離別
使用お題ふたつ
手を離したら会えなくなる予感がした。
「貴方ではダメなんですよ」
静かに君は言う。
「自分では貴方を幸せには出来ないんです。貴方の力にはなれない。貴方が役に立たないように」
君はどこまでも正直。
そう、僕は君の役に立てることなんかなかった。
だから、笑おうと思う。
「ありがとう。いままで」
手を離そう。それが君のためになるのなら。
僕では君の役に立たないんだ。
「わかってくれてありがとうございます」
君はさわやかに笑う。
「貴方が好きです。それでもそれだけではいけないのです。お互いに支えられないんです」
ああ。
なんて君はうそつき。
君は僕なんか好きじゃない。
「だから、どうか」
君は微笑む。
僕は君が気にしないで済むように笑顔を作る。
甘いリップサービス。
気にしないで。
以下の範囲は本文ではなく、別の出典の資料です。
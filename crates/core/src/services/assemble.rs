use crate::ir::{CompiledFunction, OutputModule, TargetInfo, TypeDef};

/// Place rebound declarations and carried-over type definitions into a new
/// module. Order of `functions` is preserved.
pub fn assemble(
    target: TargetInfo,
    type_defs: Vec<TypeDef>,
    functions: Vec<CompiledFunction>,
) -> OutputModule {
    OutputModule { target, type_defs, functions }
}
僕はちゃんと身を引くよ。
「恨んで、苦しんで、救われないまま生き抜いてください。そうして始めて役に立ってくれるのですよ?」
「うん」
僕は笑顔で答える。
「大好きですよ」
どうして君はこんなに酷いのだろう?
君の笑顔に僕は。
君を忘れることすら許されない。
泣き方を忘れた色男とさらっと人を蹴落すサラリーマンが「お別れ」するまでの話書いてー。